##### Data in this exercise

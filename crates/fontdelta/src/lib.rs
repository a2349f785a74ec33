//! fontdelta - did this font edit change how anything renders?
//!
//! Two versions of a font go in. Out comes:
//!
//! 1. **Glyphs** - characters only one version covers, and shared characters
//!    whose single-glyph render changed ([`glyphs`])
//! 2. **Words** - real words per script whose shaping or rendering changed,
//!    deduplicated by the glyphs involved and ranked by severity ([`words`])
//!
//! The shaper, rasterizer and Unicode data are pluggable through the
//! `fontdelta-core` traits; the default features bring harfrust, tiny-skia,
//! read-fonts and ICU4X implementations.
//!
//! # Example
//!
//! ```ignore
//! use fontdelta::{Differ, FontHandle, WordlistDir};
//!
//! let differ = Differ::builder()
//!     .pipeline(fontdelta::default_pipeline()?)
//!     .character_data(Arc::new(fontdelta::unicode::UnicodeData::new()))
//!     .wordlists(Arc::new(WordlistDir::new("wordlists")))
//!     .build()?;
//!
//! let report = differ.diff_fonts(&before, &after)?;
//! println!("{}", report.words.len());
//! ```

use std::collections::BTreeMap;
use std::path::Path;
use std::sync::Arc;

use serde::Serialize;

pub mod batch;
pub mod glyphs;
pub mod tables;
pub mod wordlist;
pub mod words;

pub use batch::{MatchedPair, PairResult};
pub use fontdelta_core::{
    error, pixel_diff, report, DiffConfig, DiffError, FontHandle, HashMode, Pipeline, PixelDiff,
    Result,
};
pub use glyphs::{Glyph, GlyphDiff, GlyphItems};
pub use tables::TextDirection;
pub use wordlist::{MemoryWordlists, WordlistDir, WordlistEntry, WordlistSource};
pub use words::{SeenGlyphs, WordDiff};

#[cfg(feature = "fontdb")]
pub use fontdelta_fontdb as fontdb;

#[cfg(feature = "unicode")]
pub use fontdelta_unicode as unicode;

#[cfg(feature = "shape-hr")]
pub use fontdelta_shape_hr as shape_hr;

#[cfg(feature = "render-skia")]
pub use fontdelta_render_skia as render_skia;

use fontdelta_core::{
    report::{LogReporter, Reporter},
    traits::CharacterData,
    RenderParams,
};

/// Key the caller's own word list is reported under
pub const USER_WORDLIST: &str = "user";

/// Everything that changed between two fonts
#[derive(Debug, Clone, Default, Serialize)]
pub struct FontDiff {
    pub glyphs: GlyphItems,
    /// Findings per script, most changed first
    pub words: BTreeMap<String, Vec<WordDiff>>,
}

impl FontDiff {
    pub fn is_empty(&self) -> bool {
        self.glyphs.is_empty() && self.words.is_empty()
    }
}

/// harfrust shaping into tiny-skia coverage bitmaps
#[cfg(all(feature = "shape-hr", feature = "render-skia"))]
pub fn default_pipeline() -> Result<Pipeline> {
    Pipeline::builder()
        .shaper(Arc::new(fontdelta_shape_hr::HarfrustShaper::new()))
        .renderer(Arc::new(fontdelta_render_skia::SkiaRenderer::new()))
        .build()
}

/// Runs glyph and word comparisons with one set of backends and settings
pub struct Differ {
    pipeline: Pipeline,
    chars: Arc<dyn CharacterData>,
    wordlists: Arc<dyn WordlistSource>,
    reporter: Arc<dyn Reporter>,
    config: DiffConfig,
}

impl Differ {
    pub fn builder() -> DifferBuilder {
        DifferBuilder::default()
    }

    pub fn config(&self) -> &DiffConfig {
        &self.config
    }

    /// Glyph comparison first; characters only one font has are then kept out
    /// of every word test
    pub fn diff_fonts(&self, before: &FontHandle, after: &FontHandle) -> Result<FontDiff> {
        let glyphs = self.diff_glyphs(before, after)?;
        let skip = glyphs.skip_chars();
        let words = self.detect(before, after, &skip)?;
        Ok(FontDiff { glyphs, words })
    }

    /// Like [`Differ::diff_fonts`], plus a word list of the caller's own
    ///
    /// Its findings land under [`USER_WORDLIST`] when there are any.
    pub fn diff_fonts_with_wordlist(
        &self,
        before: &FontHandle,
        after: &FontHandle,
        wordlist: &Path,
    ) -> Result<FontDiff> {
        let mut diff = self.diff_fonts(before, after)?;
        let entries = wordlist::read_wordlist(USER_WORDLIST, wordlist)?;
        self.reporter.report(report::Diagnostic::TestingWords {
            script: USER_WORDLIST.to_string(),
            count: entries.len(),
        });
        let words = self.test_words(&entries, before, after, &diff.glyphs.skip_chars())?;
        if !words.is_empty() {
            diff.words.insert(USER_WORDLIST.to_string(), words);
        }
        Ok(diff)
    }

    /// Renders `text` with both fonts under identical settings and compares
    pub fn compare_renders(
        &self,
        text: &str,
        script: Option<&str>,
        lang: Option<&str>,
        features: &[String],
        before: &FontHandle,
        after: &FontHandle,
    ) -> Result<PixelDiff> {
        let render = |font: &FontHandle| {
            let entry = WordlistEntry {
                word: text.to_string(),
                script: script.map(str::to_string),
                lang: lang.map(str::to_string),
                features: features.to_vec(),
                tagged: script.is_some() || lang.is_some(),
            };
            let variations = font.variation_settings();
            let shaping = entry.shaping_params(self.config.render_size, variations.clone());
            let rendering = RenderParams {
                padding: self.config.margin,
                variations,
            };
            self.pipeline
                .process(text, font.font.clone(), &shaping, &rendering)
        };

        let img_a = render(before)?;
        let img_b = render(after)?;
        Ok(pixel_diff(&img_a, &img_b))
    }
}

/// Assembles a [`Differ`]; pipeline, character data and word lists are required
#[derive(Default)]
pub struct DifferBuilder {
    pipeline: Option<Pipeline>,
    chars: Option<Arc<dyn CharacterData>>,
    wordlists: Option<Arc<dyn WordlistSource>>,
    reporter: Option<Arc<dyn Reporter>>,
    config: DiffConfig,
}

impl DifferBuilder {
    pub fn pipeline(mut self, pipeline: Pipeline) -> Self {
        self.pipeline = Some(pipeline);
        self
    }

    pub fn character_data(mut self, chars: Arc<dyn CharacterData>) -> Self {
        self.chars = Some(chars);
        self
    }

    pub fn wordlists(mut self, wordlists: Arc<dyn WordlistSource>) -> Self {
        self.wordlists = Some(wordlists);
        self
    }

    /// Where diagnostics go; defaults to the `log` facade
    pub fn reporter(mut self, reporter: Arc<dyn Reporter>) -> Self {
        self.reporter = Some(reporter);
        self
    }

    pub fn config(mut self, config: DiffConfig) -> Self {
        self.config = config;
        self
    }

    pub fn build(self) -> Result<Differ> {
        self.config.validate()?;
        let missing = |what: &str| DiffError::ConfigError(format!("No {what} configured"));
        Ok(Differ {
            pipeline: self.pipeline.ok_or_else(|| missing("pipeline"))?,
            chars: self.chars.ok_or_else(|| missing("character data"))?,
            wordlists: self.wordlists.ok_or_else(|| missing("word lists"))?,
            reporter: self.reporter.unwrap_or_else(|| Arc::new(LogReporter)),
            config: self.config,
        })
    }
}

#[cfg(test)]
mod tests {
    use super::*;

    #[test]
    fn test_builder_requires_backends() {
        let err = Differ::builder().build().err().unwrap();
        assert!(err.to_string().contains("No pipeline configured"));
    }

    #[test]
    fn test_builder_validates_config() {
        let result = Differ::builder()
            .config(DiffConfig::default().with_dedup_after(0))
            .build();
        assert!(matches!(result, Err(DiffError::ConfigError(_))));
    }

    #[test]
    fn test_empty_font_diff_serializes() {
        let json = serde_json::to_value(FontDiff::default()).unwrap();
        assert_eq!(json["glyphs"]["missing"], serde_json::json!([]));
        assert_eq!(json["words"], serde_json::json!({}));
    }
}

##########

■ Problem description
Reproduce every line from the entries that holds the word "shaping".

■ Result
//! 2. **Words** - real words per script whose shaping or rendering changed,
/// harfrust shaping into tiny-skia coverage bitmaps
            let shaping = entry.shaping_params(self.config.render_size, variations.clone());
                .process(text, font.font.clone(), &shaping, &rendering)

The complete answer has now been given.